Indietro è il nuovo album dei Malera. Terzo album in studio, è anche il primo autoprodotto e registrato in proprio usando soltanto un microfono a nastro e un pre valvolare.

Caramelle, il primo videoclip estratto da Indietro e promosso sui social e su Youtube, ha superato le 10.000 visualizzazioni. Dopo nove anni dall’uscita dell’album di esordio Dentro Lo Specchio (2008, Genepi Productions) e dopo il fallimento (e se lo dicono loro, sarà vero) del secondo album  Rappresentazione Olografica dei Giorni Dispari (2014, 69Records), i Malera ritornano con il sound delle prime demo.

Malera traccia per traccia

Ci si apre al sound del disco con Caramelle, proprio il primo singolo, cantata con una certa inflessione dialettale e con molta malinconia nella voce. Molto più ritmato, con drum machine, il discorso che Esci sto disco porta avanti, tra molto autobiografismo, qualche spunto di ironia e amarezza.

Il paradiso con due dita inclina ancora verso il versante malinconico, con sonorità morbide e diffuse. Più appuntita Lugano Reggio, narrativa e da viaggio, con il moog che ulula sullo sfondo, con un po’ di Rino Gaetano e un po’ del Venditti degli esordi che tornano alla mente.

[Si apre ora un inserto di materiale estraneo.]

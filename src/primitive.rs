//! Triangle/quad classification and the per-piece index table.
//!
//! A stored piece's faces are homogeneous: all triples or all quadruples.
//! The classifier picks the encoding; the table codec moves the raw u32
//! indices. Value 1 (legacy tristrips) exists in old files but is never
//! produced here and is rejected on decode.

use crate::error::{Result, S3oError};
use crate::model::Face;
use byteorder::{LittleEndian, ReadBytesExt, WriteBytesExt};
use std::io::{Read, Write};

/// Stored value for the legacy tristrip encoding; decode-only in the format
/// at large and unsupported by this codec.
pub const PRIMITIVE_TRISTRIP: u32 = 1;

/// Face encoding for a piece's index table.
#[derive(Debug, Clone, Copy, PartialEq, Eq)]
pub enum PrimitiveType {
    /// Consecutive u32 triples (stored value 0).
    Triangles,
    /// Consecutive u32 quadruples (stored value 2).
    Quads,
}

impl PrimitiveType {
    /// Decode the stored field. Only 0 and 2 are readable; tristrips (1)
    /// and unknown values are fatal. `offset` is the piece record's
    /// position, for error reporting.
    pub fn try_decode(value: u32, offset: u64) -> Result<Self> {
        match value {
            0 => Ok(PrimitiveType::Triangles),
            2 => Ok(PrimitiveType::Quads),
            other => Err(S3oError::UnsupportedPrimitive { value: other, offset }),
        }
    }

    /// The value stored in the piece record.
    pub fn encode(self) -> u32 {
        match self {
            PrimitiveType::Triangles => 0,
            PrimitiveType::Quads => 2,
        }
    }

    /// Indices each face contributes to the table.
    pub fn indices_per_face(self) -> u32 {
        match self {
            PrimitiveType::Triangles => 3,
            PrimitiveType::Quads => 4,
        }
    }
}

/// Choose the stored encoding for a face list.
///
/// Quads only when every face has four corners; a single non-quad face
/// forces the whole piece to triangle mode (triangulate upstream if the
/// input is mixed). An empty list classifies as quads, matching an empty
/// table either way.
pub fn classify(faces: &[Face]) -> PrimitiveType {
    if faces.iter().all(Face::is_quad) {
        PrimitiveType::Quads
    } else {
        PrimitiveType::Triangles
    }
}

/// Total index count the table will hold (`vertTableSize`).
pub fn table_size(faces: &[Face], primitive: PrimitiveType) -> u32 {
    faces.len() as u32 * primitive.indices_per_face()
}

/// Write the index table: one triple or quadruple per face, no padding.
///
/// In triangle mode a quad face contributes its first three indices only;
/// callers are expected to triangulate mixed input upstream.
pub fn write_index_table<W: Write>(
    writer: &mut W,
    faces: &[Face],
    primitive: PrimitiveType,
) -> Result<()> {
    let per_face = primitive.indices_per_face() as usize;
    for face in faces {
        for &index in &face.indices()[..per_face.min(face.corner_count())] {
            writer.write_u32::<LittleEndian>(index)?;
        }
    }
    Ok(())
}

/// Read `table_size` indices back into faces, validating each index
/// against the piece's vertex count.
///
/// `table_size` must be a whole number of faces; a ragged size is rejected
/// rather than truncated.
pub fn read_index_table<R: Read>(
    reader: &mut R,
    primitive: PrimitiveType,
    table_size: u32,
    num_verts: u32,
) -> Result<Vec<Face>> {
    let per_face = primitive.indices_per_face();
    if table_size % per_face != 0 {
        return Err(S3oError::BadTableSize {
            size: table_size,
            per_face,
        });
    }
    let face_count = (table_size / per_face) as usize;
    let mut faces = Vec::with_capacity(face_count);
    for _ in 0..face_count {
        let mut indices = [0u32; 4];
        for slot in indices.iter_mut().take(per_face as usize) {
            let index = reader.read_u32::<LittleEndian>()?;
            if index >= num_verts {
                return Err(S3oError::VertexIndexOutOfRange {
                    index,
                    count: num_verts,
                });
            }
            *slot = index;
        }
        faces.push(match primitive {
            PrimitiveType::Triangles => Face::Triangle([indices[0], indices[1], indices[2]]),
            PrimitiveType::Quads => Face::Quad(indices),
        });
    }
    Ok(faces)
}
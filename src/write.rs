//! Piece-tree serializer.
//!
//! Every offset field in a piece record refers to data written *after* the
//! record itself, so encoding reserves space for each fixed-size record,
//! emits the dependent data, then seeks back and patches the record with
//! the now-known offsets. The file header gets the same treatment at the
//! top level, with the texture-name strings appended after the whole tree.

use crate::coords;
use crate::error::Result;
use crate::format::{self, Header, PieceRecord, VertexRecord};
use crate::model::{Model, Piece};
use crate::primitive;
use byteorder::{LittleEndian, WriteBytesExt};
use log::debug;
use std::io::{Seek, SeekFrom, Write};

/// Encoding options.
#[derive(Debug, Clone, Copy, Default)]
pub struct EncodeOptions {
    /// Strip editor-generated numeric name suffixes (`"turret.001"` is
    /// stored as `"turret"`). Off by default so round trips preserve names
    /// exactly.
    pub strip_name_suffix: bool,
}

/// Writer for the S3O binary format over any seekable sink.
///
/// Offsets stored in the file are absolute, so encoding starts at byte 0
/// of the sink.
pub struct S3oWriter<W: Write + Seek> {
    writer: W,
    options: EncodeOptions,
}

impl<W: Write + Seek> S3oWriter<W> {
    pub fn new(writer: W) -> Self {
        Self::with_options(writer, EncodeOptions::default())
    }

    pub fn with_options(writer: W, options: EncodeOptions) -> Self {
        Self { writer, options }
    }

    /// Write a complete model: reserved header, root piece subtree,
    /// texture strings, then the patched header.
    pub fn write_model(&mut self, model: &Model) -> Result<()> {
        self.writer.seek(SeekFrom::Start(format::HEADER_SIZE))?;

        let root_offset = self.writer.stream_position()?;
        self.write_piece(&model.root)?;

        let texture1_offset = self.write_texture_name(model.texture1.as_deref())?;
        let texture2_offset = self.write_texture_name(model.texture2.as_deref())?;

        let end = self.writer.stream_position()?;
        self.writer.seek(SeekFrom::Start(0))?;
        let mid = coords::tool_to_file(model.center);
        Header {
            radius: model.radius,
            height: model.height,
            mid: mid.to_array(),
            root_offset: root_offset as u32,
            collision_offset: model.collision_data_offset,
            texture1_offset,
            texture2_offset,
        }
        .write(&mut self.writer)?;
        self.writer.seek(SeekFrom::Start(end))?;

        Ok(())
    }

    /// Consume the writer and return the inner sink.
    pub fn into_inner(self) -> W {
        self.writer
    }

    fn write_texture_name(&mut self, name: Option<&str>) -> Result<u32> {
        match name {
            Some(name) => {
                let offset = self.writer.stream_position()? as u32;
                format::write_cstring(&mut self.writer, name)?;
                Ok(offset)
            }
            None => Ok(0),
        }
    }

    /// Serialize one piece subtree: reserve the record, write name, index
    /// table, vertices, children and child-offset table, then back-seek and
    /// patch the record.
    fn write_piece(&mut self, piece: &Piece) -> Result<()> {
        let record_offset = self.writer.stream_position()?;
        self.writer
            .seek(SeekFrom::Current(format::PIECE_RECORD_SIZE as i64))?;

        let name = if self.options.strip_name_suffix {
            strip_name_suffix(&piece.name)
        } else {
            &piece.name
        };
        debug!("writing piece [{name}] at offset {record_offset}");

        let name_offset = self.writer.stream_position()?;
        format::write_cstring(&mut self.writer, name)?;

        let primitive = primitive::classify(&piece.faces);
        let vert_table_offset = self.writer.stream_position()?;
        primitive::write_index_table(&mut self.writer, &piece.faces, primitive)?;

        let verts_offset = self.writer.stream_position()?;
        for vertex in &piece.vertices {
            VertexRecord {
                position: coords::tool_to_file(vertex.position).to_array(),
                normal: coords::tool_to_file(vertex.normal).to_array(),
                uv: vertex.uv.to_array(),
            }
            .write(&mut self.writer)?;
        }

        let mut child_offsets = Vec::with_capacity(piece.children.len());
        for child in &piece.children {
            child_offsets.push(self.writer.stream_position()? as u32);
            self.write_piece(child)?;
        }

        let children_offset = self.writer.stream_position()?;
        for offset in &child_offsets {
            self.writer.write_u32::<LittleEndian>(*offset)?;
        }

        let end = self.writer.stream_position()?;
        self.writer.seek(SeekFrom::Start(record_offset))?;
        let file_offset = coords::tool_to_file(piece.offset);
        PieceRecord {
            name_offset: name_offset as u32,
            num_children: piece.children.len() as u32,
            children_offset: children_offset as u32,
            num_verts: piece.vertices.len() as u32,
            verts_offset: verts_offset as u32,
            vert_type: piece.vert_type,
            primitive_type: primitive.encode(),
            vert_table_size: primitive::table_size(&piece.faces, primitive),
            vert_table_offset: vert_table_offset as u32,
            collision_offset: piece.collision_data_offset,
            offset: file_offset.to_array(),
        }
        .write(&mut self.writer)?;
        self.writer.seek(SeekFrom::Start(end))?;

        Ok(())
    }
}

/// Drop a trailing `".NNN"` suffix if the tail is all digits.
fn strip_name_suffix(name: &str) -> &str {
    match name.rsplit_once('.') {
        Some((stem, suffix))
            if !stem.is_empty() && !suffix.is_empty() && suffix.bytes().all(|b| b.is_ascii_digit()) =>
        {
            stem
        }
        _ => name,
    }
}
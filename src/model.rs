//! In-memory model types: pieces, vertices, faces, and encode-side tree
//! assembly.
//!
//! All coordinates held by these types use the authoring tool's axis
//! convention; the file-axis swizzle is applied only at the byte boundary
//! (see [`crate::coords`]).

use crate::error::{Result, S3oError};
use glam::{Vec2, Vec3};
use std::collections::HashMap;

/// A single vertex record: position, normal, and exactly one UV pair.
#[derive(Debug, Clone, Copy, PartialEq, Default)]
pub struct Vertex {
    /// Position in 3D space.
    pub position: Vec3,
    /// Normal vector.
    pub normal: Vec3,
    /// Texture coordinates. One pair per vertex is all the format stores;
    /// see [`crate::weld`] for how per-corner UVs are reconciled with this.
    pub uv: Vec2,
}

impl Vertex {
    pub fn new(position: Vec3, normal: Vec3, uv: Vec2) -> Self {
        Self { position, normal, uv }
    }
}

/// A face: three or four indices into the owning piece's vertex list.
///
/// Indices never reach across pieces.
#[derive(Debug, Clone, Copy, PartialEq, Eq)]
pub enum Face {
    Triangle([u32; 3]),
    Quad([u32; 4]),
}

impl Face {
    /// The face's vertex indices in corner order.
    pub fn indices(&self) -> &[u32] {
        match self {
            Face::Triangle(idx) => idx,
            Face::Quad(idx) => idx,
        }
    }

    /// Number of corners (3 or 4).
    pub fn corner_count(&self) -> usize {
        self.indices().len()
    }

    pub fn is_quad(&self) -> bool {
        matches!(self, Face::Quad(_))
    }

    /// Build a face from a slice of 3 or 4 indices.
    pub fn from_indices(indices: &[u32]) -> Result<Face> {
        match indices {
            [a, b, c] => Ok(Face::Triangle([*a, *b, *c])),
            [a, b, c, d] => Ok(Face::Quad([*a, *b, *c, *d])),
            other => Err(S3oError::InvalidFaceSize { count: other.len() }),
        }
    }

    /// The same face with every index passed through `remap`.
    pub fn remapped(&self, remap: &[u32]) -> Face {
        match self {
            Face::Triangle([a, b, c]) => {
                Face::Triangle([remap[*a as usize], remap[*b as usize], remap[*c as usize]])
            }
            Face::Quad([a, b, c, d]) => Face::Quad([
                remap[*a as usize],
                remap[*b as usize],
                remap[*c as usize],
                remap[*d as usize],
            ]),
        }
    }
}

/// Welded mesh data produced by the decoder (see [`crate::weld`]).
///
/// `vertices` is the deduplicated geometry and `faces` index into it; the
/// owning piece keeps its original vertex records so per-corner UVs survive
/// the weld. `remap[i]` gives the welded index of original vertex `i`.
#[derive(Debug, Clone, PartialEq)]
pub struct WeldedMesh {
    /// Unique vertices, in first-appearance order.
    pub vertices: Vec<Vertex>,
    /// Original vertex index -> index into `vertices`.
    pub remap: Vec<u32>,
    /// The piece's faces re-indexed into `vertices`.
    pub faces: Vec<Face>,
}

/// A named transform node in the model tree, optionally carrying a mesh.
#[derive(Debug, Clone, Default)]
pub struct Piece {
    /// Piece name (non-empty).
    pub name: String,
    /// Vertex records in file order. These remain the UV source of truth
    /// for face corners even after welding.
    pub vertices: Vec<Vertex>,
    /// Faces indexing into `vertices`.
    pub faces: Vec<Face>,
    /// Position relative to the parent piece, in tool coordinates.
    pub offset: Vec3,
    /// Vertex type field, carried through unused.
    pub vert_type: u32,
    /// Collision-data offset slot; 0 = absent. Carried through unpopulated.
    pub collision_data_offset: u32,
    /// Child pieces, each owned exclusively by this piece.
    pub children: Vec<Piece>,
    /// Deduplicated geometry, filled in by the decoder when welding is
    /// enabled. The encoder ignores it.
    pub welded: Option<WeldedMesh>,
}

impl Piece {
    pub fn new(name: impl Into<String>) -> Self {
        Self {
            name: name.into(),
            ..Self::default()
        }
    }

    /// Returns `true` if this piece carries mesh data.
    pub fn has_geometry(&self) -> bool {
        !self.vertices.is_empty()
    }

    /// Number of pieces in this subtree, including `self`.
    pub fn piece_count(&self) -> usize {
        1 + self.children.iter().map(Piece::piece_count).sum::<usize>()
    }

    /// Total vertex count over this subtree.
    pub fn total_vertices(&self) -> usize {
        self.vertices.len() + self.children.iter().map(Piece::total_vertices).sum::<usize>()
    }

    /// The UV authored at one corner of one face, looked up through the
    /// original (pre-weld) vertex records.
    pub fn corner_uv(&self, face: usize, corner: usize) -> Option<Vec2> {
        let index = *self.faces.get(face)?.indices().get(corner)?;
        Some(self.vertices.get(index as usize)?.uv)
    }
}

/// A whole model: the piece tree plus the header summary.
#[derive(Debug, Clone)]
pub struct Model {
    /// The root piece; the single piece with no parent.
    pub root: Piece,
    /// Collision-sphere radius.
    pub radius: f32,
    /// Height of the whole object.
    pub height: f32,
    /// Collision-sphere center, in tool coordinates.
    pub center: Vec3,
    /// First texture file name, if any.
    pub texture1: Option<String>,
    /// Second texture file name, if any.
    pub texture2: Option<String>,
    /// Header collision-data offset slot; 0 = no collision data.
    pub collision_data_offset: u32,
}

impl Model {
    pub fn new(root: Piece) -> Self {
        Self {
            root,
            radius: 0.0,
            height: 0.0,
            center: Vec3::ZERO,
            texture1: None,
            texture2: None,
            collision_data_offset: 0,
        }
    }
}

/// A piece plus the name of its parent, before tree assembly.
///
/// This is how an editor-side collaborator hands over a flat object list:
/// the parent reference is a name, never a pointer back into the tree.
#[derive(Debug, Clone)]
pub struct PieceNode {
    pub piece: Piece,
    /// Name of the parent piece, or `None` for the root.
    pub parent: Option<String>,
}

impl PieceNode {
    pub fn new(piece: Piece, parent: Option<String>) -> Self {
        Self { piece, parent }
    }
}

/// Build the ownership tree from a flat list of pieces with parent names.
///
/// Children keep the order in which they appear in `nodes`. Fails if there
/// is no parentless piece, more than one, a parent name that matches no
/// piece or more than one piece, or a parent cycle that leaves pieces
/// unreachable from the root.
pub fn assemble_tree(nodes: Vec<PieceNode>) -> Result<Piece> {
    let mut name_counts: HashMap<String, usize> = HashMap::new();
    for node in &nodes {
        *name_counts.entry(node.piece.name.clone()).or_insert(0) += 1;
    }

    for node in &nodes {
        if let Some(parent) = &node.parent {
            match name_counts.get(parent) {
                None => {
                    return Err(S3oError::UnknownParent {
                        piece: node.piece.name.clone(),
                        parent: parent.clone(),
                    })
                }
                Some(&count) if count > 1 => {
                    return Err(S3oError::DuplicatePieceName { name: parent.clone() })
                }
                _ => {}
            }
        }
    }

    let mut roots: Vec<Piece> = Vec::new();
    let mut children_of: HashMap<String, Vec<Piece>> = HashMap::new();
    for node in nodes {
        match node.parent {
            Some(parent) => children_of.entry(parent).or_default().push(node.piece),
            None => roots.push(node.piece),
        }
    }

    if roots.is_empty() {
        return Err(S3oError::NoRootPiece);
    }
    if roots.len() > 1 {
        return Err(S3oError::AmbiguousRoot {
            first: roots[0].name.clone(),
            second: roots[1].name.clone(),
        });
    }

    let mut root = roots.remove(0);
    attach_children(&mut root, &mut children_of);

    // anything left in the map sits on a parent cycle
    if let Some(name) = children_of.values().flatten().map(|p| p.name.clone()).next() {
        return Err(S3oError::UnreachablePiece { name });
    }

    Ok(root)
}

fn attach_children(piece: &mut Piece, children_of: &mut HashMap<String, Vec<Piece>>) {
    if let Some(mut children) = children_of.remove(&piece.name) {
        for child in &mut children {
            attach_children(child, children_of);
        }
        piece.children.append(&mut children);
    }
}
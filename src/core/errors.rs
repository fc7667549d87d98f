//! Typed errors for a merge run
//!
//! Every failure aborts the run. The variants exist so callers (and tests)
//! can tell what went wrong and for which font, symbol or target, not so
//! anything can be retried.

use crate::merge::StoreError;
use std::fmt;
use std::path::PathBuf;
use thiserror::Error;

/// Kind of file a configuration entry points at
#[derive(Debug, Clone, Copy, PartialEq, Eq)]
pub enum ResourceKind {
    Config,
    SourceFont,
    SymbolCorpus,
    BaseFont,
    FallbackFont,
    PreviewTemplate,
}

impl fmt::Display for ResourceKind {
    fn fmt(&self, f: &mut fmt::Formatter<'_>) -> fmt::Result {
        let label = match self {
            ResourceKind::Config => "configuration file",
            ResourceKind::SourceFont => "source font",
            ResourceKind::SymbolCorpus => "symbol corpus",
            ResourceKind::BaseFont => "base font",
            ResourceKind::FallbackFont => "fallback font",
            ResourceKind::PreviewTemplate => "preview template",
        };
        f.write_str(label)
    }
}

#[derive(Debug, Error)]
pub enum BuildError {
    /// Malformed or missing configuration fields.
    #[error("configuration error: {0}")]
    Config(String),

    /// A declared file does not exist or cannot be read.
    #[error("{kind} not found: {}", .path.display())]
    ResourceNotFound { kind: ResourceKind, path: PathBuf },

    /// The private-use range cannot hold every symbol that needs a new home.
    #[error(
        "private range exhausted while allocating {symbol:?} ({}) for font '{font}': \
         {unassigned} symbol(s) could not be assigned, use a wider range",
        u_plus(.symbol)
    )]
    AllocationExhausted {
        font: String,
        symbol: char,
        unassigned: usize,
    },

    /// A font could not be opened or prepared as a glyph store.
    #[error("glyph store error for font '{font}': {source}")]
    Store {
        font: String,
        #[source]
        source: StoreError,
    },

    /// A glyph could not be located, copied, pasted or renamed.
    #[error("merge failed for font '{font}' at U+{codepoint:04X}: {source}")]
    Merge {
        font: String,
        codepoint: u32,
        #[source]
        source: StoreError,
    },

    /// The merged glyph store could not be turned into a binary font.
    #[error("failed to generate target '{target}': {source}")]
    Generate {
        target: String,
        #[source]
        source: StoreError,
    },

    /// Writing the replacement map, checksums or a preview failed.
    #[error("failed to write {}: {reason}", .path.display())]
    ArtifactIo { path: PathBuf, reason: String },
}

fn u_plus(symbol: &char) -> String {
    format!("U+{:04X}", u32::from(*symbol))
}

impl BuildError {
    pub fn artifact_io(path: impl Into<PathBuf>, reason: impl fmt::Display) -> Self {
        BuildError::ArtifactIo {
            path: path.into(),
            reason: reason.to_string(),
        }
    }
}
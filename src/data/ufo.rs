//! UFO file I/O operations

use crate::merge::StoreError;
use norad::Font;
use std::collections::HashMap;
use std::path::Path;

/// Load a UFO font file from disk
pub fn load_ufo_from_path(path: impl AsRef<Path>) -> Result<Font, StoreError> {
    let path = path.as_ref();
    Font::load(path).map_err(|e| StoreError::Ufo(format!("cannot load {}: {e}", path.display())))
}

/// Save a UFO font to disk, replacing anything already at `path`
pub fn save_ufo_to_path(font: &Font, path: impl AsRef<Path>) -> Result<(), StoreError> {
    let path = path.as_ref();
    font.save(path)
        .map_err(|e| StoreError::Ufo(format!("cannot save {}: {e}", path.display())))
}

/// Map every code point of the default layer to the glyph that carries it.
///
/// When two glyphs claim the same code point the first one in layer order
/// wins.
pub fn codepoint_index(font: &Font) -> HashMap<char, String> {
    let mut index = HashMap::new();
    for glyph in font.default_layer().iter() {
        for codepoint in glyph.codepoints.iter() {
            index
                .entry(codepoint)
                .or_insert_with(|| glyph.name().to_string());
        }
    }
    index
}

/// Default name for a glyph living at `codepoint`
pub fn default_glyph_name(codepoint: char) -> String {
    let value = u32::from(codepoint);
    if value > 0xFFFF {
        format!("u{value:05X}")
    } else {
        format!("uni{value:04X}")
    }
}
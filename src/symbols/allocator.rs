//! Replacement allocation
//!
//! Every non-identity font gets its symbols moved into the private range, in
//! declared font order and corpus order, from one cursor shared by all fonts.
//! That makes each (font, symbol) pair land on its own code point without a
//! separate collision check, and makes the result depend only on the inputs.

use crate::core::config_file::PrivateRange;
use crate::core::errors::BuildError;
use crate::symbols::replacement_map::{FontReplacements, ReplacementMap};
use indexmap::IndexMap;
use std::collections::HashSet;
use tracing::{debug, trace};

/// Next free code point of a single allocation pass
#[derive(Debug)]
struct Cursor {
    next: u32,
    upper: u32,
}

impl Cursor {
    fn new(range: PrivateRange) -> Self {
        Self {
            next: range.lower(),
            upper: range.upper(),
        }
    }

    /// Hand out the current code point and advance.
    ///
    /// Returns `None` when advancing would make the cursor reach the upper
    /// bound of the range.
    fn advance(&mut self) -> Option<char> {
        if self.next + 1 >= self.upper {
            return None;
        }
        let replacement = char::from_u32(self.next)?;
        self.next += 1;
        Some(replacement)
    }
}

/// Build the replacement map for the collected symbols of every font.
///
/// `symbols` maps font identity to the symbols collected for it, in declared
/// font order. Symbols of `default_font` map to themselves and don't consume
/// the range. Fails without returning a partial map when the range runs out.
pub fn allocate(
    symbols: &IndexMap<String, Vec<char>>,
    default_font: Option<&str>,
    range: PrivateRange,
) -> Result<ReplacementMap, BuildError> {
    let mut cursor = Cursor::new(range);
    let mut map = ReplacementMap::default();

    for (font_index, (font_name, font_symbols)) in symbols.iter().enumerate() {
        let is_identity = default_font == Some(font_name.as_str());
        let mut replacements = FontReplacements::new();

        for (position, &symbol) in font_symbols.iter().enumerate() {
            if replacements.contains_key(&symbol) {
                continue;
            }

            if is_identity {
                replacements.insert(symbol, symbol);
                continue;
            }

            let Some(replacement) = cursor.advance() else {
                let unassigned = pending_symbols(&font_symbols[position..], &replacements)
                    + symbols
                        .iter()
                        .skip(font_index + 1)
                        .filter(|(name, _)| default_font != Some(name.as_str()))
                        .map(|(_, later)| pending_symbols(later, &FontReplacements::new()))
                        .sum::<usize>();
                return Err(BuildError::AllocationExhausted {
                    font: font_name.clone(),
                    symbol,
                    unassigned,
                });
            };

            trace!(
                "{}: U+{:04X} -> U+{:04X}",
                font_name,
                u32::from(symbol),
                u32::from(replacement)
            );
            replacements.insert(symbol, replacement);
        }

        debug!(
            "Allocated {} symbol(s) for font '{}'{}",
            replacements.len(),
            font_name,
            if is_identity { " (identity)" } else { "" }
        );
        map.insert_font(font_name.clone(), replacements);
    }

    Ok(map)
}

/// Distinct symbols in `symbols` that are not in `done` yet
fn pending_symbols(symbols: &[char], done: &FontReplacements) -> usize {
    symbols
        .iter()
        .filter(|symbol| !done.contains_key(*symbol))
        .collect::<HashSet<_>>()
        .len()
}
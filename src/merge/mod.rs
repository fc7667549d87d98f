//! Glyph merging
//!
//! This module contains everything that touches font data:
//! - The glyph store seam and its error type
//! - The UFO store, component decomposition and the font compiler driver
//! - The orchestrator that assembles each target font

pub mod compiler;
pub mod decompose;
#[cfg(test)]
pub(crate) mod memory;
pub mod orchestrator;
pub mod store;
pub mod ufo_store;

pub use compiler::FontCompiler;
pub use orchestrator::{merged_glyph_name, Merger};
pub use store::{FontBackend, GlyphStore, StoreError};
pub use ufo_store::{UfoBackend, UfoGlyphStore};
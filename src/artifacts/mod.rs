//! Build outputs besides the fonts themselves: the replacement map, the
//! checksum manifest and the HTML previews

pub mod checksum;
pub mod preview;
pub mod replacement_json;

pub use checksum::{md5_hex, ChecksumManifest, CHECKSUM_FILE};
pub use preview::{preview_file_name, PreviewRenderer};
pub use replacement_json::{write_replacement_map, REPLACEMENT_MAP_FILE};
use crate::core::errors::BuildError;
use crate::symbols::ReplacementMap;
use std::fs;
use std::path::{Path, PathBuf};
use tracing::info;

pub const REPLACEMENT_MAP_FILE: &str = "replacement_map.json";

/// Write `map` as `replacement_map.json` inside `output_dir`
pub fn write_replacement_map(map: &ReplacementMap, output_dir: &Path) -> Result<PathBuf, BuildError> {
    let path = output_dir.join(REPLACEMENT_MAP_FILE);
    let json = map
        .to_json_pretty()
        .map_err(|e| BuildError::artifact_io(&path, e))?;
    fs::write(&path, json).map_err(|e| BuildError::artifact_io(&path, e))?;
    info!("Replacement map with {} entries saved to: {:?}", map.len(), path);
    Ok(path)
}
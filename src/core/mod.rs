//! Core application functionality
//!
//! This module contains the core application logic, including:
//! - CLI handling
//! - Build configuration loading and validation
//! - The error taxonomy
//! - The build runner

pub mod cli;
pub mod config_file;
pub mod errors;
pub mod platform;
pub mod runner;

// Re-export commonly used items
pub use cli::CliArgs;
pub use config_file::{BuildConfig, FontConfig, PrivateRange, TargetConfig};
pub use errors::{BuildError, ResourceKind};
pub use runner::{build, build_map, run, BuildSummary};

Molto synth, idee social, nostalgie vintage e qualche sorriso in Mi segui su Instagram. Sceglila tu è cantata “in alto”, con qualche frase a effetto su un panorama volutamente zuccheroso. Poi si cambia ritmo e si martella un po’.

Si torna al vintage con la morbida Autoreverse (pronunciato così, “autoreverse”), in cui Gaetano è citato apertamente, su paesaggi un po’ tristi e un po’ devastati. Neve si allinea ai parametri del synth pop, cita i colleghi (“Lo Stato Sociale/nelle cuffie dell’iPhone”) e continua a giocare con l’elettronica.

Transamore alza un po’ i toni, in senso proprio ma anche figurato, su una vivida linea di basso. Giri di waltzer (o di mazurka) e passi cadenzati sulla gentile ma un filo esplicita Enjoy sto cazzo. Ma del resto “Questa non è una canzone indie”. Si chiude con Transamore due, anche più smaccata della “parte uno”.

C’è molto sangue sulle tracce dei Malera, non versato ma pompato nelle arterie, con una passione traboccante dai contorni angusti della canzone pop. Il disco è vivo, vero e voglioso, magari imperfetto qui e là ma molto ricco di azione e idee.